Data section: Begin

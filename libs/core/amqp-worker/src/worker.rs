//! Core worker traits and the generic QueueWorker implementation.
//!
//! This module provides:
//! - `JobProcessor` trait for job handlers
//! - `QueueWorker` struct running the consume/settle loop

use crate::channel::{InboundMessage, MessageSource};
use crate::config::WorkerConfig;
use crate::error::{WorkerError, WorkerResult};
use crate::metrics::WorkerMetrics;
use crate::registry::QueueJob;
use async_trait::async_trait;
use std::marker::PhantomData;
use std::sync::Arc;
use std::sync::atomic::{AtomicBool, Ordering};
use std::time::Instant;
use tokio::sync::watch;
use tracing::{debug, error, info, warn};

/// What a processor did with a job it accepted
#[derive(Debug, Clone, Copy, PartialEq, Eq)]
pub enum JobOutcome {
    /// The job ran to a final state (successful or not)
    Completed,
    /// Another consumer already claimed this job
    Skipped,
}

impl JobOutcome {
    pub fn as_str(&self) -> &'static str {
        match self {
            JobOutcome::Completed => "completed",
            JobOutcome::Skipped => "skipped",
        }
    }
}

/// How a delivery was settled with the broker
#[derive(Debug, Clone, Copy, PartialEq, Eq)]
pub enum Settlement {
    /// Acknowledged and removed from the queue
    Acked(JobOutcome),
    /// Rejected without requeue, routed to the dead-letter queue
    DeadLettered,
}

/// Trait for job processors.
///
/// Return `Ok` when the message should be acknowledged and `Err` when it
/// should go to the dead-letter queue for a later replay.
///
/// # Example
///
/// ```rust,ignore
/// use amqp_worker::{JobOutcome, JobProcessor, WorkerError};
///
/// struct EmailProcessor {
///     provider: Arc<dyn EmailProvider>,
/// }
///
/// #[async_trait]
/// impl JobProcessor<EmailJob> for EmailProcessor {
///     async fn process(&self, job: &EmailJob) -> Result<JobOutcome, WorkerError> {
///         self.provider.send(&job.to, &job.subject).await.map_err(WorkerError::transient)?;
///         Ok(JobOutcome::Completed)
///     }
///
///     fn name(&self) -> &'static str {
///         "EmailProcessor"
///     }
/// }
/// ```
#[async_trait]
pub trait JobProcessor<J: QueueJob>: Send + Sync {
    /// Process a single job.
    async fn process(&self, job: &J) -> Result<JobOutcome, WorkerError>;

    /// Get the processor name for logging.
    fn name(&self) -> &'static str;
}

/// Generic queue worker.
///
/// Pulls one delivery at a time from a [`MessageSource`], hands the decoded
/// job to the processor and settles the delivery before fetching the next.
/// Deliveries are never requeued: anything the processor rejects goes to the
/// dead-letter queue.
///
/// # Type Parameters
///
/// * `J` - The job type (must implement `QueueJob`)
/// * `P` - The processor type (must implement `JobProcessor<J>`)
/// * `S` - Where deliveries come from
pub struct QueueWorker<J, P, S>
where
    J: QueueJob,
    P: JobProcessor<J>,
    S: MessageSource,
{
    source: S,
    processor: Arc<P>,
    config: WorkerConfig,
    metrics: WorkerMetrics,
    ready: Option<Arc<AtomicBool>>,
    _phantom: PhantomData<fn() -> J>,
}

impl<J, P, S> QueueWorker<J, P, S>
where
    J: QueueJob,
    P: JobProcessor<J>,
    S: MessageSource,
{
    /// Create a new queue worker.
    pub fn new(source: S, processor: P, config: WorkerConfig) -> Self {
        Self::with_arc_processor(source, Arc::new(processor), config)
    }

    /// Create a new queue worker with an Arc processor.
    pub fn with_arc_processor(source: S, processor: Arc<P>, config: WorkerConfig) -> Self {
        let metrics = WorkerMetrics::new(&config.queue_name, processor.name());
        Self {
            source,
            processor,
            config,
            metrics,
            ready: None,
            _phantom: PhantomData,
        }
    }

    /// Flag raised while the loop is consuming; feeds the readiness probe.
    pub fn with_ready_flag(mut self, ready: Arc<AtomicBool>) -> Self {
        self.ready = Some(ready);
        self
    }

    pub fn config(&self) -> &WorkerConfig {
        &self.config
    }

    pub fn source_mut(&mut self) -> &mut S {
        &mut self.source
    }

    /// Give back the message source, e.g. to inspect it after `run`.
    pub fn into_source(self) -> S {
        self.source
    }

    /// Run the worker loop until `shutdown` flips to `true`.
    ///
    /// A fetch in progress is abandoned as soon as the flag flips, so a
    /// message arriving after the signal stays on the queue. A message
    /// already in hand is settled first. The consumer is cancelled on the
    /// way out, including when the loop fails.
    pub async fn run(&mut self, mut shutdown: watch::Receiver<bool>) -> WorkerResult<()> {
        info!(
            queue = %self.config.queue_name,
            dlq = %self.config.dlq_name,
            consumer_tag = %self.config.consumer_tag,
            processor = %self.processor.name(),
            prefetch = self.config.prefetch_count,
            inactivity_timeout_ms = self.config.inactivity_timeout.as_millis() as u64,
            "Starting queue worker"
        );
        self.set_ready(true);

        let result = self.consume(&mut shutdown).await;

        self.set_ready(false);
        if let Err(e) = self.source.cancel().await {
            warn!(error = %e, "Failed to cancel consumer");
        }

        match &result {
            Ok(()) => info!("Queue worker stopped"),
            Err(e) => error!(error = %e, "Queue worker stopped on error"),
        }
        result
    }

    async fn consume(&mut self, shutdown: &mut watch::Receiver<bool>) -> WorkerResult<()> {
        // Once every sender is gone the flag can no longer change
        let mut signal_open = true;
        loop {
            if *shutdown.borrow_and_update() {
                info!("Received shutdown signal, stopping worker");
                return Ok(());
            }

            let fetched = tokio::select! {
                biased;
                changed = shutdown.changed(), if signal_open => {
                    if changed.is_err() {
                        debug!("Shutdown sender dropped, consuming until the stream ends");
                        signal_open = false;
                    }
                    continue;
                }
                fetched = self.source.next_message(self.config.inactivity_timeout) => fetched?,
            };
            let Some(message) = fetched else {
                continue;
            };

            self.handle_message(message).await?;
        }
    }

    /// Decide and settle one delivery.
    ///
    /// Only a failed ack/nack is returned as an error; processing failures
    /// are expressed as [`Settlement::DeadLettered`].
    pub async fn handle_message(&mut self, message: InboundMessage) -> WorkerResult<Settlement> {
        let started = Instant::now();
        let delivery_tag = message.delivery_tag;
        self.metrics.message_received();

        let settlement = match Self::decide(&self.processor, &message).await {
            Ok(outcome) => {
                self.source.ack(delivery_tag).await?;
                self.metrics
                    .message_acked(outcome.as_str(), started.elapsed());
                Settlement::Acked(outcome)
            }
            Err(reason) => {
                self.source.reject(delivery_tag).await?;
                self.metrics
                    .message_dead_lettered(reason, started.elapsed());
                warn!(delivery_tag, reason, "Moved message to dead-letter queue");
                Settlement::DeadLettered
            }
        };

        debug!(delivery_tag, settlement = ?settlement, "Delivery settled");
        Ok(settlement)
    }

    /// `Ok` to acknowledge, `Err(reason)` to dead-letter.
    ///
    /// Borrows only the processor so the future does not require the message
    /// source to be `Sync`.
    async fn decide(processor: &Arc<P>, message: &InboundMessage) -> Result<JobOutcome, &'static str> {
        let job: J = match serde_json::from_slice(&message.body) {
            Ok(job) => job,
            Err(e) => {
                error!(
                    delivery_tag = message.delivery_tag,
                    error = %e,
                    "Failed to decode message body"
                );
                return Err("decode");
            }
        };

        let job_id = job.job_id();
        debug!(
            job_id = %job_id,
            delivery_tag = message.delivery_tag,
            redelivered = message.redelivered,
            "Processing job"
        );

        match processor.process(&job).await {
            Ok(outcome) => {
                debug!(job_id = %job_id, outcome = outcome.as_str(), "Job processed");
                Ok(outcome)
            }
            Err(e) => {
                error!(
                    job_id = %job_id,
                    processor = %processor.name(),
                    category = e.category().as_str(),
                    error = %e,
                    "Job failed"
                );
                Err("processing")
            }
        }
    }

    fn set_ready(&self, ready: bool) {
        if let Some(flag) = &self.ready {
            flag.store(ready, Ordering::Release);
        }
    }
}
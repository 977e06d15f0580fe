//! Exchange and queue topology
//!
//! One durable main queue whose rejected messages flow through a direct
//! dead-letter exchange into a durable dead-letter queue. Declarations are
//! idempotent and run on every connect.

use crate::error::{WorkerError, WorkerResult};
use lapin::options::{ExchangeDeclareOptions, QueueBindOptions, QueueDeclareOptions};
use lapin::types::{AMQPValue, FieldTable};
use lapin::{Channel, ExchangeKind};
use tracing::debug;

pub const DEAD_LETTER_EXCHANGE_ARG: &str = "x-dead-letter-exchange";
pub const DEAD_LETTER_ROUTING_KEY_ARG: &str = "x-dead-letter-routing-key";

/// Names making up a queue's dead-letter topology
#[derive(Debug, Clone, PartialEq, Eq)]
pub struct Topology {
    pub queue: String,
    pub dlq: String,
    pub dlx: String,
    pub routing_key: String,
}

impl Topology {
    pub fn new(
        queue: impl Into<String>,
        dlq: impl Into<String>,
        dlx: impl Into<String>,
        routing_key: impl Into<String>,
    ) -> Self {
        Self {
            queue: queue.into(),
            dlq: dlq.into(),
            dlx: dlx.into(),
            routing_key: routing_key.into(),
        }
    }

    /// Arguments attached to the main queue so nacked messages reach the DLQ.
    ///
    /// RabbitMQ rejects a redeclare whose arguments differ, so these must stay
    /// stable across releases.
    pub fn main_queue_arguments(&self) -> FieldTable {
        let mut args = FieldTable::default();
        args.insert(
            DEAD_LETTER_EXCHANGE_ARG.into(),
            AMQPValue::LongString(self.dlx.clone().into()),
        );
        args.insert(
            DEAD_LETTER_ROUTING_KEY_ARG.into(),
            AMQPValue::LongString(self.routing_key.clone().into()),
        );
        args
    }

    /// Declare DLX, DLQ, binding and main queue, in that order.
    pub async fn declare(&self, channel: &Channel) -> WorkerResult<()> {
        let durable_exchange = ExchangeDeclareOptions {
            durable: true,
            ..Default::default()
        };
        channel
            .exchange_declare(
                &self.dlx,
                ExchangeKind::Direct,
                durable_exchange,
                FieldTable::default(),
            )
            .await
            .map_err(|e| self.topology_error(&self.dlx, e))?;

        let durable_queue = QueueDeclareOptions {
            durable: true,
            ..Default::default()
        };
        channel
            .queue_declare(&self.dlq, durable_queue, FieldTable::default())
            .await
            .map_err(|e| self.topology_error(&self.dlq, e))?;

        channel
            .queue_bind(
                &self.dlq,
                &self.dlx,
                &self.routing_key,
                QueueBindOptions::default(),
                FieldTable::default(),
            )
            .await
            .map_err(|e| self.topology_error(&self.dlq, e))?;

        channel
            .queue_declare(&self.queue, durable_queue, self.main_queue_arguments())
            .await
            .map_err(|e| self.topology_error(&self.queue, e))?;

        debug!(
            queue = %self.queue,
            dlq = %self.dlq,
            dlx = %self.dlx,
            routing_key = %self.routing_key,
            "Topology declared"
        );
        Ok(())
    }

    fn topology_error(&self, name: &str, err: lapin::Error) -> WorkerError {
        WorkerError::Topology {
            name: name.to_string(),
            reason: err.to_string(),
        }
    }
}

#[cfg(test)]
mod tests {
    use super::*;
    use lapin::types::ShortString;

    #[test]
    fn test_main_queue_arguments_point_at_dead_letter_pair() {
        let topology = Topology::new(
            "payment_events",
            "payment_events.dlq",
            "dlx_payment",
            "dead_letter",
        );
        let args = topology.main_queue_arguments();
        let inner = args.inner();

        assert_eq!(inner.len(), 2);
        assert_eq!(
            inner.get(&ShortString::from(DEAD_LETTER_EXCHANGE_ARG)),
            Some(&AMQPValue::LongString("dlx_payment".into()))
        );
        assert_eq!(
            inner.get(&ShortString::from(DEAD_LETTER_ROUTING_KEY_ARG)),
            Some(&AMQPValue::LongString("dead_letter".into()))
        );
    }
}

Data section: End

# What this task involves:
Each line holding "match" in the records should be copied out.

# Result of the exercise:
        match self {
        match &result {
        let settlement = match Self::decide(&self.processor, &message).await {
        let job: J = match serde_json::from_slice(&message.body) {
        match processor.process(&job).await {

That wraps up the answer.